As I write this post in the middle of December 2015, I know that I have a lot to do before the year comes to an end.

Mind you, we can think that December 31st is just another day in the middle of a week, falling as it will on a Thursday. However, not just for those of us whose accounting year ends on that day, it can also be viewed as a definite milestone in the life of your business.

It is generally agreed that 2015 has been a improved year for businesses in Ireland. The economy has continued to grow and consumer demand has increased. Interest rates are very low, oil prices have halved since mid-2014 and exporters are benefiting from a weak euro. These three factors have helped to stimulate the economy in Ireland and business confidence is growing.

Most commentators are saying that the three conditions are likely to continue well into the future. This is good to know as you face into 2016 and the new challenges that your business will face.

So, how well placed is your business to take advantage of an improved economy? That’s a tricky question, isn’t it? I think that you can answer that question only if you have the following information:

1. How does your business make a profit and will extra sales increase profitability;
2. What is the current financial position of the business and does it have adequate resources to facilitate growth;
3. What targets would be set for the year ahead.

The information to generate these details is obtained from working with your accountant to ensure a thorough examination of your profit & loss account, balance sheet and cash flow reports.

The most relevant year to examine is surely the most recent one i.e. 2015. Why wait until you are well into 2016 before you obtain this information? The 2015 performance and financial position become less relevant the further your business moves on from it. In a nutshell, the benefit of producing such very necessary information is lost.

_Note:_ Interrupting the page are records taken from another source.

//! Writing key material to disk with the right permission bits.

use std::fs::OpenOptions;
use std::io::Write;
use std::path::Path;

/// Write `contents` to `path` readable and writable by the owner only (`0600`).
///
/// On Unix the file is created with mode `0600` (no world-readable window).
/// When `replace` is false the call fails with
/// [`std::io::ErrorKind::AlreadyExists`] if the file is already there.
///
/// # Errors
///
/// Returns any I/O error from creating, chmod-ing or writing the file.
pub fn write_owner_only(path: &Path, contents: &[u8], replace: bool) -> std::io::Result<()> {
    let mut opts = OpenOptions::new();
    opts.write(true);
    if replace {
        opts.create(true).truncate(true);
    } else {
        opts.create_new(true);
    }

    #[cfg(unix)]
    {
        use std::os::unix::fs::OpenOptionsExt;
        opts.mode(0o600);
    }

    let mut file = opts.open(path)?;

    // `mode` only applies on creation; a replaced file keeps its old bits.
    #[cfg(unix)]
    {
        use std::os::unix::fs::PermissionsExt;
        file.set_permissions(std::fs::Permissions::from_mode(0o600))?;
    }

    file.write_all(contents)?;
    file.sync_all()
}

/// Write `contents` to `path` and make it world-readable (`0644`).
///
/// # Errors
///
/// Returns any I/O error from writing or chmod-ing the file.
pub fn write_world_readable(path: &Path, contents: &[u8]) -> std::io::Result<()> {
    std::fs::write(path, contents)?;

    #[cfg(unix)]
    {
        use std::os::unix::fs::PermissionsExt;
        std::fs::set_permissions(path, std::fs::Permissions::from_mode(0o644))?;
    }

    Ok(())
}
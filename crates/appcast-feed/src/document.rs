//! A lossless view of an appcast document.
//!
//! The document is split into raw text and parsed `<enclosure>` start tags.
//! Everything else (items, comments, CDATA release notes, processing
//! instructions) is carried as opaque text. Each enclosure keeps the exact
//! spelling of its attributes: leading whitespace, `=` spacing, quote style
//! and the undecoded value. Rendering an unmodified document therefore
//! reproduces the input byte for byte, and a mutated one differs only inside
//! the tags that changed.

/// Element name of a release entry.
pub const ENCLOSURE: &str = "enclosure";

/// A parsed feed document.
#[derive(Debug, Clone, PartialEq, Eq)]
pub struct FeedDocument {
    nodes: Vec<Node>,
}

#[derive(Debug, Clone, PartialEq, Eq)]
enum Node {
    Text(String),
    Enclosure(EnclosureTag),
}

/// One `<enclosure …/>` start tag.
#[derive(Debug, Clone, PartialEq, Eq)]
pub struct EnclosureTag {
    name: String,
    attributes: Vec<Attribute>,
    trailing: String,
    close: String,
}

/// An attribute exactly as written in the source.
#[derive(Debug, Clone, PartialEq, Eq)]
struct Attribute {
    leading: String,
    name: String,
    separator: String,
    quote: char,
    raw_value: String,
}

impl FeedDocument {
    /// Split `source` into text and enclosure tags.
    ///
    /// Never fails: anything that does not parse as a well-formed enclosure
    /// tag is kept as text.
    #[must_use]
    pub fn parse(source: &str) -> Self {
        let mut nodes = Vec::new();
        let mut cursor = Cursor::new(source);
        let mut text_start = 0;

        while cursor.skip_to('<') {
            let here = cursor.pos;
            if cursor.skip_opaque() {
                continue;
            }

            let mut probe = cursor.clone();
            if let Some(tag) = parse_enclosure(&mut probe) {
                if text_start < here {
                    nodes.push(Node::Text(source[text_start..here].to_string()));
                }
                nodes.push(Node::Enclosure(tag));
                cursor = probe;
                text_start = cursor.pos;
            } else {
                cursor.advance(1);
            }
        }

        if text_start < source.len() {
            nodes.push(Node::Text(source[text_start..].to_string()));
        }
        Self { nodes }
    }

    /// Re-serialize the document.
    #[must_use]
    pub fn render(&self) -> String {
        let mut out = String::new();
        for node in &self.nodes {
            match node {
                Node::Text(text) => out.push_str(text),
                Node::Enclosure(tag) => tag.render_into(&mut out),
            }
        }
        out
    }

    /// Iterate over the enclosure tags in document order.
    pub fn enclosures(&self) -> impl Iterator<Item = &EnclosureTag> {
        self.nodes.iter().filter_map(|node| match node {
            Node::Enclosure(tag) => Some(tag),
            Node::Text(_) => None,
        })
    }

    /// Mutable access to the enclosure tags in document order.
    pub fn enclosures_mut(&mut self) -> impl Iterator<Item = &mut EnclosureTag> {
        self.nodes.iter_mut().filter_map(|node| match node {
            Node::Enclosure(tag) => Some(tag),
            Node::Text(_) => None,
        })
    }
}

impl EnclosureTag {
    /// Whether the tag carries an attribute called `name`.
    #[must_use]
    pub fn has_attribute(&self, name: &str) -> bool {
        self.attributes.iter().any(|a| a.name == name)
    }

    /// The XML-unescaped value of attribute `name`.
    #[must_use]
    pub fn attribute(&self, name: &str) -> Option<String> {
        self.attributes
            .iter()
            .find(|a| a.name == name)
            .map(|a| unescape(&a.raw_value))
    }

    /// Append an attribute after the last existing one, just before the
    /// closing delimiter.
    ///
    /// Follows the tag's layout: when attributes sit on their own lines the
    /// new one does too.
    pub fn push_attribute(&mut self, name: &str, value: &str) {
        let leading = self
            .attributes
            .last()
            .filter(|last| last.leading.contains('\n'))
            .map_or_else(|| " ".to_string(), |last| last.leading.clone());

        self.attributes.push(Attribute {
            leading,
            name: name.to_string(),
            separator: "=".to_string(),
            quote: '"',
            raw_value: escape(value),
        });
    }

    fn render_into(&self, out: &mut String) {
        out.push('<');
        out.push_str(&self.name);
        for attr in &self.attributes {
            out.push_str(&attr.leading);
            out.push_str(&attr.name);
            out.push_str(&attr.separator);
            out.push(attr.quote);
            out.push_str(&attr.raw_value);
            out.push(attr.quote);
        }
        out.push_str(&self.trailing);
        out.push_str(&self.close);
    }
}

#[derive(Clone)]
struct Cursor<'a> {
    src: &'a str,
    pos: usize,
}

impl<'a> Cursor<'a> {
    fn new(src: &'a str) -> Self {
        Self { src, pos: 0 }
    }

    fn rest(&self) -> &'a str {
        &self.src[self.pos..]
    }

    fn advance(&mut self, bytes: usize) {
        self.pos = self.pos.saturating_add(bytes).min(self.src.len());
    }

    /// Move to the next occurrence of `c`; false (and at end) if none.
    fn skip_to(&mut self, c: char) -> bool {
        match self.rest().find(c) {
            Some(offset) => {
                self.advance(offset);
                true
            },
            None => {
                self.pos = self.src.len();
                false
            },
        }
    }

    fn eat(&mut self, prefix: &str) -> bool {
        if self.rest().starts_with(prefix) {
            self.advance(prefix.len());
            true
        } else {
            false
        }
    }

    fn take_while(&mut self, pred: impl Fn(char) -> bool) -> &'a str {
        let rest = self.rest();
        let len = rest.find(|c| !pred(c)).unwrap_or(rest.len());
        self.advance(len);
        &rest[..len]
    }

    /// Skip a comment, CDATA section or processing instruction starting here.
    fn skip_opaque(&mut self) -> bool {
        const OPAQUE: [(&str, &str); 3] = [("<!--", "-->"), ("<![CDATA[", "]]>"), ("<?", "?>")];

        for (open, close) in OPAQUE {
            if self.eat(open) {
                match self.rest().find(close) {
                    Some(offset) => self.advance(offset.saturating_add(close.len())),
                    None => self.pos = self.src.len(),
                }
                return true;
            }
        }
        false
    }
}

fn is_name_char(c: char) -> bool {
    c.is_alphanumeric() || matches!(c, '_' | '-' | ':' | '.')
}

fn parse_enclosure(cursor: &mut Cursor<'_>) -> Option<EnclosureTag> {
    if !cursor.eat("<") {
        return None;
    }
    let name = cursor.take_while(is_name_char);
    if name != ENCLOSURE {
        return None;
    }

    let mut attributes = Vec::new();
    loop {
        let whitespace = cursor.take_while(char::is_whitespace);
        for close in ["/>", ">"] {
            if cursor.eat(close) {
                return Some(EnclosureTag {
                    name: name.to_string(),
                    attributes,
                    trailing: whitespace.to_string(),
                    close: close.to_string(),
                });
            }
        }

        if whitespace.is_empty() {
            return None;
        }
        let attr_name = cursor.take_while(is_name_char);
        if attr_name.is_empty() {
            return None;
        }

        let separator_start = cursor.pos;
        cursor.take_while(char::is_whitespace);
        if !cursor.eat("=") {
            return None;
        }
        cursor.take_while(char::is_whitespace);
        let separator = &cursor.src[separator_start..cursor.pos];

        let quote = cursor.rest().chars().next().filter(|c| matches!(c, '"' | '\''))?;
        cursor.advance(quote.len_utf8());
        let raw_value = cursor.take_while(|c| c != quote && c != '<');
        if !cursor.eat(&quote.to_string()) {
            return None;
        }

        attributes.push(Attribute {
            leading: whitespace.to_string(),
            name: attr_name.to_string(),
            separator: separator.to_string(),
            quote,
            raw_value: raw_value.to_string(),
        });
    }
}

fn unescape(raw: &str) -> String {
    if !raw.contains('&') {
        return raw.to_string();
    }

    let mut out = String::with_capacity(raw.len());
    let mut rest = raw;
    while let Some(amp) = rest.find('&') {
        out.push_str(&rest[..amp]);
        let after = &rest[amp..];
        let decoded = after.find(';').and_then(|semi| {
            let entity = &after[1..semi];
            let c = match entity {
                "amp" => Some('&'),
                "lt" => Some('<'),
                "gt" => Some('>'),
                "quot" => Some('"'),
                "apos" => Some('\''),
                _ => entity
                    .strip_prefix("#x")
                    .map(|hex| u32::from_str_radix(hex, 16))
                    .or_else(|| entity.strip_prefix('#').map(str::parse::<u32>))
                    .and_then(Result::ok)
                    .and_then(char::from_u32),
            };
            c.map(|c| (c, semi.saturating_add(1)))
        });

        match decoded {
            Some((c, consumed)) => {
                out.push(c);
                rest = &after[consumed..];
            },
            None => {
                out.push('&');
                rest = &after[1..];
            },
        }
    }
    out.push_str(rest);
    out
}

fn escape(value: &str) -> String {
    value
        .replace('&', "&amp;")
        .replace('<', "&lt;")
        .replace('"', "&quot;")
}

#[cfg(test)]
mod tests {
    use super::*;

    const FEED: &str = r#"<?xml version="1.0" encoding="utf-8"?>
<rss version="2.0" xmlns:sparkle="http://www.andymatuschak.org/xml-namespaces/sparkle">
  <channel>
    <!-- <enclosure url="https://example.com/commented-out.zip" /> -->
    <item>
      <description><![CDATA[<enclosure url="x.zip"/> in notes]]></description>
      <enclosure url="https://example.com/App-1.0.zip" length="1024" type="application/octet-stream" />
      <enclosure
          url='https://example.com/App-1.0.dmg'
          length = "2048"/>
    </item>
  </channel>
</rss>
"#;

    #[test]
    fn test_render_is_lossless() {
        let doc = FeedDocument::parse(FEED);
        assert_eq!(doc.render(), FEED);
        assert_eq!(doc.enclosures().count(), 2);
    }

    #[test]
    fn test_comments_and_cdata_are_opaque() {
        let doc = FeedDocument::parse(FEED);
        let urls: Vec<_> = doc.enclosures().filter_map(|t| t.attribute("url")).collect();
        assert_eq!(
            urls,
            ["https://example.com/App-1.0.zip", "https://example.com/App-1.0.dmg"]
        );
    }

    #[test]
    fn test_push_attribute_inline() {
        let mut doc = FeedDocument::parse(r#"<enclosure url="a.zip" length="1" />"#);
        doc.enclosures_mut().next().unwrap().push_attribute("sparkle:edSignature", "c2ln");
        assert_eq!(
            doc.render(),
            r#"<enclosure url="a.zip" length="1" sparkle:edSignature="c2ln" />"#
        );
    }

    #[test]
    fn test_push_attribute_multiline() {
        let src = "<enclosure\n    url=\"a.zip\"\n    length=\"1\"/>";
        let mut doc = FeedDocument::parse(src);
        doc.enclosures_mut().next().unwrap().push_attribute("sparkle:edSignature", "c2ln");
        assert_eq!(
            doc.render(),
            "<enclosure\n    url=\"a.zip\"\n    length=\"1\"\n    sparkle:edSignature=\"c2ln\"/>"
        );
    }

    #[test]
    fn test_open_close_pair() {
        let src = r#"<enclosure url="a.zip"></enclosure>"#;
        let mut doc = FeedDocument::parse(src);
        doc.enclosures_mut().next().unwrap().push_attribute("k", "v");
        assert_eq!(doc.render(), r#"<enclosure url="a.zip" k="v"></enclosure>"#);
    }

    #[test]
    fn test_malformed_tags_stay_text() {
        for src in [
            r#"<enclosure url="a.zip"#,
            r#"<enclosure url=a.zip />"#,
            r#"<enclosureurl="a.zip" />"#,
            r#"<enclosure url="a.zip"length="1" />"#,
            "<enclosures url=\"a.zip\" />",
        ] {
            let doc = FeedDocument::parse(src);
            assert_eq!(doc.enclosures().count(), 0, "parsed: {src}");
            assert_eq!(doc.render(), src);
        }
    }

    #[test]
    fn test_unescape_entities() {
        assert_eq!(unescape("a&amp;b"), "a&b");
        assert_eq!(unescape("&lt;&gt;&quot;&apos;"), "<>\"'");
        assert_eq!(unescape("&#65;&#x42;"), "AB");
        assert_eq!(unescape("&bogus; & done"), "&bogus; & done");
    }

    #[test]
    fn test_attribute_value_is_unescaped() {
        let doc = FeedDocument::parse(r#"<enclosure url="https://x.test/a.zip?x=1&amp;y=2" />"#);
        assert_eq!(
            doc.enclosures().next().unwrap().attribute("url").unwrap(),
            "https://x.test/a.zip?x=1&y=2"
        );
    }

    #[test]
    fn test_escape_roundtrip() {
        let mut doc = FeedDocument::parse(r#"<enclosure url="a" />"#);
        let tag = doc.enclosures_mut().next().unwrap();
        tag.push_attribute("note", r#"a&b<"c""#);
        assert_eq!(tag.attribute("note").unwrap(), r#"a&b<"c""#);
    }

    #[test]
    fn test_non_ascii_text_is_preserved() {
        let src = "<title>Version 1.0 — «beta» ✨</title>\n<enclosure url=\"ü.zip\" />";
        let doc = FeedDocument::parse(src);
        assert_eq!(doc.render(), src);
        assert_eq!(doc.enclosures().count(), 1);
    }
}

I think that a good first new year’s resolution will be to have your 2015 Accounts prepared by, at the latest, the end of March 2016. Even a good first draft of the figures will throw a lot of light on how your business performed recently and how it was positioned at 31 December 2015.

In tandem with that exercise, I would recommend that you put an increased focus on the key areas of the business that drive profitability. Are you pricing your products or services to your best advantage? Have you negotiated the most favourable terms from your suppliers? Are your pay costs under control? What about the other costs of running the business?

Focussing on the profitability of the business is a crucial first step to understanding what can be possible in 2016. In that way, it will be possible to set realistic targets or key performance indicators (KPIs) for the coming year.

By then concentrating on the balance sheet, you will understand exactly where you are in terms of available resources to move confidently through 2016. After all, the position as at 31 December is the starting point to move from into the year ahead. You will understand what money is tied up in stock and customer credit; what suppliers are owed; your liabilities to the Revenue and other key parties.

Of course, getting a grasp of your activity’s cash flow is fundamental to establishing what’s possible for the business in the future. By knowing how your bank balance moves from month to month, you should be in a position to project forward into 2016 while incorporating the impact of achieving the targets you’ve set for the business.

To me, that’s very exciting! Imagine knowing exactly how your business makes money, where it’s at now and where you want it to be in twelve months time. It would make you all the more determined to succeed.

The sooner you work on this, the better it will be for your business. You should be able to make better decisions, negotiate better with your business partners, focussing on the key areas that need improvement or development.
Yes, 2016 can be a great year for you and your business. Ready when you are!